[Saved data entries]

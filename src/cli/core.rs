//! Core CLI loop, dispatch, and shell context helpers.

use std::io;

use chrono::{Local, NaiveDate};
use dialoguer::theme::ColorfulTheme;
use strsim::levenshtein;
use thiserror::Error;

use ledgerdesk_config::{Config, ConfigError, ConfigManager};
use ledgerdesk_core::{ApiTransport, CoreError, ErpApi, Scope, SessionStore};
use ledgerdesk_domain::{CurrentUser, EntityId};
use ledgerdesk_http::HttpTransport;
use ledgerdesk_session_json::JsonSessionStore;

pub use crate::cli::shell_context::{CliApi, CliMode, ShellContext};
pub use crate::errors::CliError;

use super::args::ArgMap;
use super::commands;
use super::io as cli_io;
use super::output::{self, OutputPreferences};
use super::registry::CommandEntry;

#[derive(Debug, Clone, Copy, PartialEq, Eq)]
pub(crate) enum LoopControl {
    Continue,
    Exit,
}

pub type CommandResult = Result<(), CommandError>;

#[derive(Debug, Error)]
pub enum CommandError {
    #[error("Not signed in. Use `login <email>` first.")]
    NotSignedIn,
    #[error("{0}")]
    InvalidArguments(String),
    #[error("{0}")]
    Message(String),
    #[error(transparent)]
    Core(CoreError),
    #[error(transparent)]
    Config(#[from] ConfigError),
    #[error(transparent)]
    Io(#[from] io::Error),
    #[error(transparent)]
    Dialoguer(#[from] dialoguer::Error),
    #[error("exit requested")]
    ExitRequested,
}

impl From<CoreError> for CommandError {
    fn from(err: CoreError) -> Self {
        match err {
            CoreError::Unauthenticated => CommandError::NotSignedIn,
            other => CommandError::Core(other),
        }
    }
}

impl From<CliError> for CommandError {
    fn from(err: CliError) -> Self {
        match err {
            CliError::Core(inner) => inner.into(),
            CliError::Config(inner) => CommandError::Config(inner),
            CliError::Io(inner) => CommandError::Io(inner),
            CliError::Input(message) | CliError::Command(message) => {
                CommandError::InvalidArguments(message)
            }
            CliError::Readline(inner) => CommandError::Message(inner.to_string()),
        }
    }
}

impl From<CommandError> for CliError {
    fn from(err: CommandError) -> Self {
        CliError::Command(err.to_string())
    }
}

pub(crate) fn apply_output_preferences(mode: CliMode, config: &Config) {
    output::set_preferences(OutputPreferences {
        color_enabled: config.ui_color_enabled && mode == CliMode::Interactive,
        plain_mode: mode == CliMode::Script,
    });
}

impl ShellContext {
    /// Context backed by the HTTP transport and the on-disk session file.
    pub fn new(mode: CliMode) -> Result<Self, CliError> {
        let config_manager = ConfigManager::from_env()?;
        let config = config_manager.load_effective()?;

        let transport: Box<dyn ApiTransport> = Box::new(HttpTransport::from_config(&config)?);
        let store: Box<dyn SessionStore> =
            Box::new(JsonSessionStore::new(config.resolve_session_dir())?);
        tracing::debug!(api = %config.api_base_url, "shell starting");

        Ok(Self::with_api(mode, ErpApi::new(transport, store), config_manager, config))
    }

    pub fn with_api(
        mode: CliMode,
        api: CliApi,
        config_manager: ConfigManager,
        config: Config,
    ) -> Self {
        let registry = commands::registry();
        apply_output_preferences(mode, &config);

        ShellContext {
            mode,
            registry,
            theme: ColorfulTheme::default(),
            api,
            config_manager,
            company_id: config.default_company_id,
            location_id: config.default_location_id,
            config,
            last_command: None,
            running: true,
        }
    }

    pub(crate) fn mode(&self) -> CliMode {
        self.mode
    }

    /// Whether dialoguer prompts may be shown.
    pub(crate) fn can_prompt(&self) -> bool {
        self.mode == CliMode::Interactive
    }

    pub(crate) fn theme(&self) -> &ColorfulTheme {
        &self.theme
    }

    pub(crate) fn command(&self, name: &str) -> Option<&CommandEntry> {
        self.registry.get(name)
    }

    pub(crate) fn prompt(&self) -> String {
        match self.scope_label() {
            Some(label) => format!("ledgerdesk [{}]> ", label),
            None => "ledgerdesk> ".to_string(),
        }
    }

    fn scope_label(&self) -> Option<String> {
        let user = self.api.session().current_user().ok().flatten()?;
        let company_id = self
            .company_id
            .or_else(|| user.companies.first().map(|company| company.id))?;
        let company = user.company(company_id)?;
        let label = match self.location_id.and_then(|id| company.location(id)) {
            Some(location) => format!("{} / {}", company.name, location.name),
            None => company.name.clone(),
        };
        Some(label)
    }

    pub(crate) fn dispatch(
        &mut self,
        command: &str,
        raw: &str,
        args: &[&str],
    ) -> Result<LoopControl, CommandError> {
        if let Some(handler) = self.registry.handler(command) {
            match handler(self, args) {
                Ok(()) => Ok(LoopControl::Continue),
                Err(CommandError::ExitRequested) => Ok(LoopControl::Exit),
                Err(err) => Err(err),
            }
        } else {
            self.suggest_command(raw);
            Ok(LoopControl::Continue)
        }
    }

    #[cfg(test)]
    pub(crate) fn process_line(&mut self, line: &str) -> Result<LoopControl, CommandError> {
        let tokens = match crate::cli::shell::parse_command_line(line) {
            Ok(tokens) => tokens,
            Err(err) => {
                self.print_warning(&err.to_string());
                return Ok(LoopControl::Continue);
            }
        };

        if tokens.is_empty() {
            return Ok(LoopControl::Continue);
        }

        let command = tokens[0].to_lowercase();
        let args: Vec<&str> = tokens.iter().skip(1).map(String::as_str).collect();
        self.dispatch(&command, &tokens[0], &args)
    }

    pub(crate) fn suggest_command(&self, input: &str) {
        cli_io::print_warning(format!(
            "Unknown command `{}`. Type `help` to see available commands.",
            input
        ));

        let needle = input.to_lowercase();
        let best = self
            .registry
            .names()
            .map(|name| (levenshtein(name, &needle), name))
            .min_by_key(|(distance, _)| *distance);

        if let Some((distance, name)) = best {
            if distance <= 3 {
                cli_io::print_info(format!("Suggestion: `{}`?", name));
            }
        }
    }

    pub(crate) fn confirm_exit(&self) -> Result<bool, CliError> {
        if !self.can_prompt() {
            return Ok(true);
        }
        cli_io::confirm_action(&self.theme, "Exit shell?", true).map_err(CliError::from)
    }

    pub(crate) fn report_error(&self, err: CommandError) -> Result<(), CliError> {
        match err {
            CommandError::ExitRequested => {}
            CommandError::InvalidArguments(message) => {
                self.print_error(&message);
                self.print_hint("Use `help <command>` for usage details.");
            }
            CommandError::NotSignedIn => {
                self.print_error(&CommandError::NotSignedIn.to_string());
                self.print_hint("Try `login you@example.com`.");
            }
            CommandError::Core(CoreError::Validation(errors)) => {
                self.print_error("Please fix the following:");
                for field in errors.as_slice() {
                    self.print_error(&format!("  {}", field));
                }
            }
            other => self.print_error(&other.to_string()),
        }
        Ok(())
    }

    pub(crate) fn print_error(&self, message: &str) {
        cli_io::print_error(message);
    }

    pub(crate) fn print_warning(&self, message: &str) {
        cli_io::print_warning(message);
    }

    pub(crate) fn print_hint(&self, message: &str) {
        cli_io::print_hint(message);
    }

    pub(crate) fn require_user(&self) -> Result<CurrentUser, CommandError> {
        Ok(self.api.current_user()?)
    }

    /// `--company`, else the active company, else the user's first company.
    pub(crate) fn company(&self, args: &ArgMap<'_>) -> Result<EntityId, CommandError> {
        let requested = args.id("company")?.or(self.company_id);
        let user = self.require_user()?;
        Ok(Scope::new(&user).resolve_company(requested)?)
    }

    /// `--location`, else the active location when it belongs to `company_id`.
    pub(crate) fn location(
        &self,
        args: &ArgMap<'_>,
        company_id: EntityId,
    ) -> Result<Option<EntityId>, CommandError> {
        if let Some(id) = args.id("location")? {
            return Ok(Some(id));
        }
        let user = self.require_user()?;
        let company = Scope::new(&user).ensure_company(company_id)?;
        Ok(self.location_id.filter(|id| company.location(*id).is_some()))
    }

    /// Like [`ShellContext::location`], falling back to the company's only location.
    pub(crate) fn require_location(
        &self,
        args: &ArgMap<'_>,
        company_id: EntityId,
    ) -> Result<EntityId, CommandError> {
        if let Some(id) = self.location(args, company_id)? {
            return Ok(id);
        }
        let user = self.require_user()?;
        match Scope::new(&user).locations(company_id)? {
            [only] => Ok(only.id),
            [] => Err(CommandError::Message(
                "No location of this company is assigned to you.".into(),
            )),
            _ => Err(CommandError::InvalidArguments(
                "this company has several locations; pass `--location <id>` or run `company use <id> <location>`"
                    .into(),
            )),
        }
    }

    pub(crate) fn date_format(&self) -> &str {
        &self.config.date_format
    }

    pub(crate) fn currency(&self) -> &str {
        &self.config.currency
    }

    pub(crate) fn today(&self) -> NaiveDate {
        Local::now().date_naive()
    }

    pub(crate) fn persist_config(&self) -> CommandResult {
        self.config_manager.save(&self.config)?;
        Ok(())
    }

    /// Asks before a destructive action; scripts are assumed to mean it.
    pub(crate) fn confirm(&self, prompt: &str) -> Result<bool, CommandError> {
        if !self.can_prompt() {
            return Ok(true);
        }
        cli_io::confirm_action(&self.theme, prompt, false)
    }
}

#[cfg(test)]
pub(crate) fn process_script(context: &mut ShellContext, lines: &[&str]) -> Result<(), CliError> {
    for line in lines {
        match context.process_line(line) {
            Ok(LoopControl::Continue) => {}
            Ok(LoopControl::Exit) => break,
            Err(err) => context.report_error(err)?,
        }
    }
    Ok(())
}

* **INSTRUCTIONS TO FOLLOW**: Every line above that holds "ConfigError" should be copied out.

* **ANSWER BOX**:
use ledgerdesk_config::{Config, ConfigError, ConfigManager};
    Config(#[from] ConfigError),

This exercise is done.